### YOUR OBJECTIVE
When a line of the entries contains the word "selected", report that line.

[Collected data]
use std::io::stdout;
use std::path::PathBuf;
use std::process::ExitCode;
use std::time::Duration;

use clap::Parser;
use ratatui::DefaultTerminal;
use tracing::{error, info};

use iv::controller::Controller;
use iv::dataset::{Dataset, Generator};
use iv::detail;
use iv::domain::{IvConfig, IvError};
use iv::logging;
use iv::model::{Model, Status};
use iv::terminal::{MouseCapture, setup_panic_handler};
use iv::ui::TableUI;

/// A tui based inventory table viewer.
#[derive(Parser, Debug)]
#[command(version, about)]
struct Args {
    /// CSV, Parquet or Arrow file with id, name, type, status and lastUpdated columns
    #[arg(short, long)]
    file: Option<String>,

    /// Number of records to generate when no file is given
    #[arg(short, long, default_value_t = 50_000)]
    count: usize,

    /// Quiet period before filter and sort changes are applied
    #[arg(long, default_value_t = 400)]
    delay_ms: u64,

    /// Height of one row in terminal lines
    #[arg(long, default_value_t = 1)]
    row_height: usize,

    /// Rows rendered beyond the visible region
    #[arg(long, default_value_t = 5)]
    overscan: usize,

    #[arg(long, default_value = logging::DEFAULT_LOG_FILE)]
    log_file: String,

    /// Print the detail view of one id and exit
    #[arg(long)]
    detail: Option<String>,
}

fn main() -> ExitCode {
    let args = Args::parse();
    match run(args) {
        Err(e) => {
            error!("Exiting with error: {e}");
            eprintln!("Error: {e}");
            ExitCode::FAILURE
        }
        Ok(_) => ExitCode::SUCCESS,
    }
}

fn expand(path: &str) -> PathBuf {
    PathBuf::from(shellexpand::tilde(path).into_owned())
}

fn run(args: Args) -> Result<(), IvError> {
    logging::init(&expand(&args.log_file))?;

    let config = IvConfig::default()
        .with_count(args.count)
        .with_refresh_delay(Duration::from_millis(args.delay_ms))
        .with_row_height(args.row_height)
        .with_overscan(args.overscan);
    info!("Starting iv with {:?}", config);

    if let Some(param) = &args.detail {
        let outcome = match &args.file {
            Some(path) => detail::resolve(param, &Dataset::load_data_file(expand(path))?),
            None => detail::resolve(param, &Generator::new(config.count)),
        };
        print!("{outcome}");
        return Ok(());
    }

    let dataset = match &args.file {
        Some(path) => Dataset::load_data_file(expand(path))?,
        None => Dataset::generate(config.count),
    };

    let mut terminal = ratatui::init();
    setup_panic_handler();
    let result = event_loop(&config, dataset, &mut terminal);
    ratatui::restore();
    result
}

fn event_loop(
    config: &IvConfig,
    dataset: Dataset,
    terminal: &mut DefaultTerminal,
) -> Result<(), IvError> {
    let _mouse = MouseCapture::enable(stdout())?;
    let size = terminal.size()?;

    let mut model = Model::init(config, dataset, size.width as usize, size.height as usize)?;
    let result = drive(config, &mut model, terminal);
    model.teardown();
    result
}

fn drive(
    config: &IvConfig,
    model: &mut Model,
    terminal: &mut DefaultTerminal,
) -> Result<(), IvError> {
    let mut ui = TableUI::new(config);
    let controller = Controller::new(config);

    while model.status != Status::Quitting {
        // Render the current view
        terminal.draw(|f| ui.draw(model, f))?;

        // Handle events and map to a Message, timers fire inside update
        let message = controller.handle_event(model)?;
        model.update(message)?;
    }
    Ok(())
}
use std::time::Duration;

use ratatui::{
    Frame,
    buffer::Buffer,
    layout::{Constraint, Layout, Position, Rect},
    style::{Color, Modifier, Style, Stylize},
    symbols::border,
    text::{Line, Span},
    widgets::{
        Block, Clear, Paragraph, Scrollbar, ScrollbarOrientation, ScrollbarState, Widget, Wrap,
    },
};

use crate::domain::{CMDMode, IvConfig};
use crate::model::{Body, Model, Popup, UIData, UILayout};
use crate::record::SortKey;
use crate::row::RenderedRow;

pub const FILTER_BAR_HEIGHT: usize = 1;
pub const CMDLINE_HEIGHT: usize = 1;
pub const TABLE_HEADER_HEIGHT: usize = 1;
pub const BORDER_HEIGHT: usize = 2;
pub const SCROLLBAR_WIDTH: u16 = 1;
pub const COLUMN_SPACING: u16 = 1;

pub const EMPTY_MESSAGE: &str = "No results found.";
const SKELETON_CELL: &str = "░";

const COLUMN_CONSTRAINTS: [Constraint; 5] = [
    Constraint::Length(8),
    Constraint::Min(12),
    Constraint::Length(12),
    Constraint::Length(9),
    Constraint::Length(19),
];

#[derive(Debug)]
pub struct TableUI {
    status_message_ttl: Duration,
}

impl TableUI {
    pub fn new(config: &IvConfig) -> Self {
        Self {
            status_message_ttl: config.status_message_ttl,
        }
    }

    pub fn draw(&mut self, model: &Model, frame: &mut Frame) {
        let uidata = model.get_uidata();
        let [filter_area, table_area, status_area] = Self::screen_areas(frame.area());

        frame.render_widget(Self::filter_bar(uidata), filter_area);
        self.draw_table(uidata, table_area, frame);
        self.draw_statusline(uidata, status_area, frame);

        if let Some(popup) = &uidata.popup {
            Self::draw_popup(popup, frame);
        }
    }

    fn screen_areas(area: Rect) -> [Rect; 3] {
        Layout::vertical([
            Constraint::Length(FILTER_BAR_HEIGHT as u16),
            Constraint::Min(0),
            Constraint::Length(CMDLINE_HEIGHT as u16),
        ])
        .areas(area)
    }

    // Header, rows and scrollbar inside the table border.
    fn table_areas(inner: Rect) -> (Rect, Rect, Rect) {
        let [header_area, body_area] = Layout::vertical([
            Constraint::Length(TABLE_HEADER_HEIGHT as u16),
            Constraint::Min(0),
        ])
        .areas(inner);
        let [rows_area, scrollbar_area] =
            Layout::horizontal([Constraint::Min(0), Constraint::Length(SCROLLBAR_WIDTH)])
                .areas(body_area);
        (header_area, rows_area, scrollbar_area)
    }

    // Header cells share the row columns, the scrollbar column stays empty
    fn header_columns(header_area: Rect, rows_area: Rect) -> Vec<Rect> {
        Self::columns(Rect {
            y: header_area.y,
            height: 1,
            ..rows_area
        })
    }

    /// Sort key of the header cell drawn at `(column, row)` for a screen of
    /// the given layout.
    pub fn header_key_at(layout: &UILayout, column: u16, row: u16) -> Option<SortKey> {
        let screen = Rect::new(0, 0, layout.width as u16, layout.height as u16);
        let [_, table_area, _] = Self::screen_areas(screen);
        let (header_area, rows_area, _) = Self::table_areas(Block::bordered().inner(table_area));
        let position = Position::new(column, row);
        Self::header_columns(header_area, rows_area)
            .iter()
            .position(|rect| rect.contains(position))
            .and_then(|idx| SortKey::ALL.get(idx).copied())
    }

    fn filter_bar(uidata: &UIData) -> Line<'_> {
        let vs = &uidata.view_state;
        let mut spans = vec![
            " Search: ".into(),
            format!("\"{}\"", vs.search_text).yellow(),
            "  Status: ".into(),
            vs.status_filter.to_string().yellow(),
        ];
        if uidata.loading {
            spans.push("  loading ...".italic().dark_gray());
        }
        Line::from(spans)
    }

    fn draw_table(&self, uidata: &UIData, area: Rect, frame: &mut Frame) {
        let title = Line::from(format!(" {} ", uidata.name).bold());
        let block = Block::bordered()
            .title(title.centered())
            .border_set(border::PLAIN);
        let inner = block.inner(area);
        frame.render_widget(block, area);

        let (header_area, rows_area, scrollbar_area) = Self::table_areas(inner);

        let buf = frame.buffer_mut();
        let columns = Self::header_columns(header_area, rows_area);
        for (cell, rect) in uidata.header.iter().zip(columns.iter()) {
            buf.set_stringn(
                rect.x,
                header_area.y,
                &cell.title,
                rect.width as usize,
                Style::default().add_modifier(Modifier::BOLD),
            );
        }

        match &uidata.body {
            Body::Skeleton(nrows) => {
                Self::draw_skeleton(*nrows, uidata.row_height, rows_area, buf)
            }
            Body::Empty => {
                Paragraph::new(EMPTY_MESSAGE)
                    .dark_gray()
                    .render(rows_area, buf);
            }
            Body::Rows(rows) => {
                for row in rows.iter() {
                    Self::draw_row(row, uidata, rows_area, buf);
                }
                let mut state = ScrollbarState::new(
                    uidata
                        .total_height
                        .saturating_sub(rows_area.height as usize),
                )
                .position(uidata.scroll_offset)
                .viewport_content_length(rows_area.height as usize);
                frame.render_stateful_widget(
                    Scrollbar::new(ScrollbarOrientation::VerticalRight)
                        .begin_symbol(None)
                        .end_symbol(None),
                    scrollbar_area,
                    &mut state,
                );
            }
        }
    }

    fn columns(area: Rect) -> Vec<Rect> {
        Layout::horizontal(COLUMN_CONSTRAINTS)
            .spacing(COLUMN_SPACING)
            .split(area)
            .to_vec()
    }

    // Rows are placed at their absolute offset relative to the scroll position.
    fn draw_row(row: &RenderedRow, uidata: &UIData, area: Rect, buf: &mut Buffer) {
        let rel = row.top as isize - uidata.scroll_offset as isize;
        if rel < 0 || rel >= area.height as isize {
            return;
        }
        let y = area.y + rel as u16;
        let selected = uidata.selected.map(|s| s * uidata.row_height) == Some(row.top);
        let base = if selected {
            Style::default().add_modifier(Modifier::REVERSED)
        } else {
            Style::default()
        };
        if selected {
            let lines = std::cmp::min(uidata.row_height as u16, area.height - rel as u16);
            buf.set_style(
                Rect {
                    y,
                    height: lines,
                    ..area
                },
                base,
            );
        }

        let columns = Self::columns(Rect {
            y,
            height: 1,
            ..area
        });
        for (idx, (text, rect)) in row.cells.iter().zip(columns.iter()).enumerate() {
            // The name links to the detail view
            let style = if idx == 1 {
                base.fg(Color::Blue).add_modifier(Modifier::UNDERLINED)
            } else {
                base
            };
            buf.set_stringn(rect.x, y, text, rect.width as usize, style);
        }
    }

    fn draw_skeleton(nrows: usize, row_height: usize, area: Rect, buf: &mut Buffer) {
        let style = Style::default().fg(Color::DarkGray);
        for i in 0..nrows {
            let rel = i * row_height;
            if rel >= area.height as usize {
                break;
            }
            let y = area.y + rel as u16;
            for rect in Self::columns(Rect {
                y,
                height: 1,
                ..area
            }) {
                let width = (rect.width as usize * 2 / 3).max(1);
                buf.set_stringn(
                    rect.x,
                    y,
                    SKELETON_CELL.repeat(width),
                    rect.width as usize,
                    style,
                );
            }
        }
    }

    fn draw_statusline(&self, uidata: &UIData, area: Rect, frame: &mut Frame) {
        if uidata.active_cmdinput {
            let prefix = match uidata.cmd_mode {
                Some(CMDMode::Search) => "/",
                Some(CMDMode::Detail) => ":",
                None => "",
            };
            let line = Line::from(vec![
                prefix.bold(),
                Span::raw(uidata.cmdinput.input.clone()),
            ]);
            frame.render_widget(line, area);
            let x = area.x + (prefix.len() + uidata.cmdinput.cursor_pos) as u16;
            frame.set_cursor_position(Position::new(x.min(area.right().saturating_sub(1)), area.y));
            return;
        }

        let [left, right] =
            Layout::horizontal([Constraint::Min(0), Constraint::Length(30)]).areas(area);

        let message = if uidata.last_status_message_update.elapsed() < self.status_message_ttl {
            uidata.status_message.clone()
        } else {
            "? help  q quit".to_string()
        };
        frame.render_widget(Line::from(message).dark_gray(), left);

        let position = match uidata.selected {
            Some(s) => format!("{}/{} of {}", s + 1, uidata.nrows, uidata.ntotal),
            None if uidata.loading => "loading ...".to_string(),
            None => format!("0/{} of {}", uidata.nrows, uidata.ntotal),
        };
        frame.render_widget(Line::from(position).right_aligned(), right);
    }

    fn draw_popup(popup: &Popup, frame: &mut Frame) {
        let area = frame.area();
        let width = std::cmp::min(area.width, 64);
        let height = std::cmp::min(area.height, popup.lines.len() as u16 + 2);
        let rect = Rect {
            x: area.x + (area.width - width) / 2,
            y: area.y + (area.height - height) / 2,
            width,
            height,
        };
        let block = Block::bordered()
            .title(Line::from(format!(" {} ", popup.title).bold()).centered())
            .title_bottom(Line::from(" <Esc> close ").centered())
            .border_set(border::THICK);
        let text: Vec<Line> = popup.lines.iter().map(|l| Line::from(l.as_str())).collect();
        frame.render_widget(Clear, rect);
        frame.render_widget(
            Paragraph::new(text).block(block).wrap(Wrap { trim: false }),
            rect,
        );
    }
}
* * *
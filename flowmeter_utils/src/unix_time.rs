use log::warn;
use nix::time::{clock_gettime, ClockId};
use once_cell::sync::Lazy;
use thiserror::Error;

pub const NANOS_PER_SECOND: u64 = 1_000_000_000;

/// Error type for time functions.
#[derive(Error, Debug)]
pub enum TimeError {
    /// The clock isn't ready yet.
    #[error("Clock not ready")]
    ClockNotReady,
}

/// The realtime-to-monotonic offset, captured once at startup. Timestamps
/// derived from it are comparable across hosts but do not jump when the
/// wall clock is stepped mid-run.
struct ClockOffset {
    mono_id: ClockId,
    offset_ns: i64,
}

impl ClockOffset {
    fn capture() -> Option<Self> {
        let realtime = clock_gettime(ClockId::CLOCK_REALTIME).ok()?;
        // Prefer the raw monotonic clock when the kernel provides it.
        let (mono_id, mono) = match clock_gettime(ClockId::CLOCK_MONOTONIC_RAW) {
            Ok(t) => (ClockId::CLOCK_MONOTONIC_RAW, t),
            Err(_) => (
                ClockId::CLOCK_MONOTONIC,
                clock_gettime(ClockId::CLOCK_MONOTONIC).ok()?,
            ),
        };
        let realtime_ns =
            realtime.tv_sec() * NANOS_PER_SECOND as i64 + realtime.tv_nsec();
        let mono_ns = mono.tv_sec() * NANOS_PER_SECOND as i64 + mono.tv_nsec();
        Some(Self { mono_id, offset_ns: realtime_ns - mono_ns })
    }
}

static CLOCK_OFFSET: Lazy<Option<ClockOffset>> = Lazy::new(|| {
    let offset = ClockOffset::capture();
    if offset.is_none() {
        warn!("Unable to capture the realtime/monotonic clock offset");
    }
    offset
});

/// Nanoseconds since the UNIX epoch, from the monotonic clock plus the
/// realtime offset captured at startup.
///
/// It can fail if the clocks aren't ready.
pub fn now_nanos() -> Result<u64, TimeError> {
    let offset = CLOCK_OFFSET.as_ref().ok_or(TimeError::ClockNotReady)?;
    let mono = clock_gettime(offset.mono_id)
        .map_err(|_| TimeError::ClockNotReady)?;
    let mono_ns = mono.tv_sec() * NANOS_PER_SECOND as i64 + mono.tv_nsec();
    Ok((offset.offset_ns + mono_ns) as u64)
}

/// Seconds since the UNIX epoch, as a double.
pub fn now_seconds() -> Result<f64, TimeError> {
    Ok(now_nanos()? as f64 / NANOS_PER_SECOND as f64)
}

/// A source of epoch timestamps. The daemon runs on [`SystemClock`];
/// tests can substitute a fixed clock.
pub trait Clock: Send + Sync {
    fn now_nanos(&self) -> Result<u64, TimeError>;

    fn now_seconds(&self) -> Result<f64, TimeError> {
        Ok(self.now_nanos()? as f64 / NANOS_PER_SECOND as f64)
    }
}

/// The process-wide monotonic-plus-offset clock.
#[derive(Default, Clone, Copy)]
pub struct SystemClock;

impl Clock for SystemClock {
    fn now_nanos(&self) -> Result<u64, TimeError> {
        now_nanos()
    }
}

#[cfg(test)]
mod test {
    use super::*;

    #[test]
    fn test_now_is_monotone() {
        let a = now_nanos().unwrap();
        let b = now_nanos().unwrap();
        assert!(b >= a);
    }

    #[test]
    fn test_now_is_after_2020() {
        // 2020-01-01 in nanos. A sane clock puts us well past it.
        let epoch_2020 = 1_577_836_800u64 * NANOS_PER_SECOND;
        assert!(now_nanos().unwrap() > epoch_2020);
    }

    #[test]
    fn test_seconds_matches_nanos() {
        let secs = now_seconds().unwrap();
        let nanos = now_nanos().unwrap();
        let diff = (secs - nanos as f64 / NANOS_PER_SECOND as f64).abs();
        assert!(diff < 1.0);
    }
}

### ANSWER TO THIS EXERCISE
        let selected = uidata.selected.map(|s| s * uidata.row_height) == Some(row.top);
        let base = if selected {
        if selected {
        let position = match uidata.selected {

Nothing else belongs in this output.